8. There Will Be More Room For Protein
Want more muscle? Want to lose some fat? I bet you answered yes to both of those questions! And you know the best way to do that? Eat more protein! By fixing our diet (most Americans eat too many carbs and not enough protein) we will be heading in the right direction. Protein-rich foods provide essential amino acids, so you can lift heavier, get slimmer and avoid the calorically dense (but nutritionally empty) sandwiches of the past.
9. You Won’t ‘Crave’ Foods
We all know the feeling: you can’t wait to dig into that pizza. You fantasize about that bagel for hours before you eat it. While this may sound enjoyable to some, the real truth is that bread and pasta can be quite addictive and result in cravings. This is largely due to the high opioid-like activity in isolated peptides from wheat gluten. Yes, you read that correctly.

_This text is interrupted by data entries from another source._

//! Wire protocol between nodes and the relay server.
//!
//! Messages are JSON. The relay routes them without inspecting game
//! payloads; all game semantics live in [`GamePayload`], which travels
//! inside `Broadcast`/`Direct` envelopes and comes back wrapped in
//! `Relay`. Delivery is reliable but unordered; the engine does not rely
//! on any total message order.

use crate::command::{DrawingCommand, DrawingSession};
use crate::state_store::StateUpdate;
use serde::{Deserialize, Serialize};
use thiserror::Error;

/// Protocol errors.
#[derive(Debug, Error)]
pub enum ProtocolError {
    /// A payload that could not be parsed. The message is dropped and the
    /// receiver's state is left untouched.
    #[error("malformed payload: {0}")]
    Malformed(#[from] serde_json::Error),
}

/// Messages sent to the relay server.
#[derive(Debug, Clone, Serialize, Deserialize)]
#[serde(tag = "type", rename_all = "snake_case")]
pub enum ClientMessage {
    /// Join a room under a display name.
    Join { room: String, name: String },
    /// Leave the current room.
    Leave,
    /// Broadcast a game payload to everyone in the room (including the
    /// sender, which is how "broadcast to all participants including
    /// itself" is realized).
    Broadcast { payload: GamePayload },
    /// Send a game payload point-to-point to one participant.
    Direct { to: String, payload: GamePayload },
}

/// A participant as announced by the relay.
#[derive(Debug, Clone, PartialEq, Eq, Serialize, Deserialize)]
pub struct PeerInfo {
    pub id: String,
    pub name: String,
}

/// Messages received from the relay server.
#[derive(Debug, Clone, Serialize, Deserialize)]
#[serde(tag = "type", rename_all = "snake_case")]
pub enum ServerMessage {
    /// Confirms a room join; carries this node's assigned id, the current
    /// leader and the ordered peer list (join order), from which every
    /// node computes the same turn order.
    Joined {
        room: String,
        participant_id: String,
        leader_id: String,
        peers: Vec<PeerInfo>,
    },
    PeerJoined { peer: PeerInfo },
    PeerLeft { peer_id: String },
    /// The leader disconnected and the oldest remaining peer took over.
    LeaderChanged { leader_id: String },
    /// A routed game payload.
    Relay { from: String, payload: GamePayload },
    Error { message: String },
}

/// Game-level payloads routed by the relay.
#[derive(Debug, Clone, Serialize, Deserialize)]
#[serde(tag = "type", rename_all = "snake_case")]
pub enum GamePayload {
    /// Leader broadcast: every participant must reply with its session
    /// (or an empty sentinel), point-to-point, at most once.
    RequestSubmissions,
    /// A participant's reply to `RequestSubmissions`.
    SubmitSession { session: DrawingSession },
    /// The leader's frozen canonical list. Receivers replace their slot
    /// stores wholesale with it.
    CanonicalSessions { sessions: Vec<DrawingSession> },
    /// Commands harvested from one committed turn.
    TurnContribution {
        author_id: String,
        commands: Vec<DrawingCommand>,
    },
    /// Shared-state store synchronization.
    StateUpdate { update: StateUpdate },
}

impl ClientMessage {
    pub fn to_json(&self) -> Result<String, ProtocolError> {
        Ok(serde_json::to_string(self)?)
    }
}

impl ServerMessage {
    pub fn from_json(json: &str) -> Result<Self, ProtocolError> {
        Ok(serde_json::from_str(json)?)
    }

    pub fn to_json(&self) -> Result<String, ProtocolError> {
        Ok(serde_json::to_string(self)?)
    }
}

The bottom line is, if you leave out the nutrient-empty foods like bread and pasta, you won’t crave the nutrient-rich foods which will replace them. This means that you will be getting better and more nutrients, and won’t be craving the empty calories you used to. Since no one ever craves broccoli or kale, you are safe from irrational food choices!
In The End…
As you can see, there are many reasons why bread and pasta are not ideal carbohydrate sources. However, you can easily eat an ideal amount of carbohydrates without eating bread and pasta (or other wheat-based foods). The science is very much still unraveling, and new discoveries will no doubt be made. If you are currently eating a large amount of wheat-based carbohydrates, it is best to remove them from your diet for at least 30 days, to see how you look, perform and feel without them.
If you go this route, remember to fill up on sweet potatoes, white potatoes, yucca root or other starchy sources of carbs (some fruits too), and allow 3-4 weeks to fully adapt to this new diet. Many find their allergies disappear, their food cravings diminish, and their hormones get back in line. Many give up on diets without letting their bodies adjust, and they lose all the magic. Do not let this be you! I hope I’ve answered all your questions about wheat intake – eat wisely, and leave that stuff off of your plate!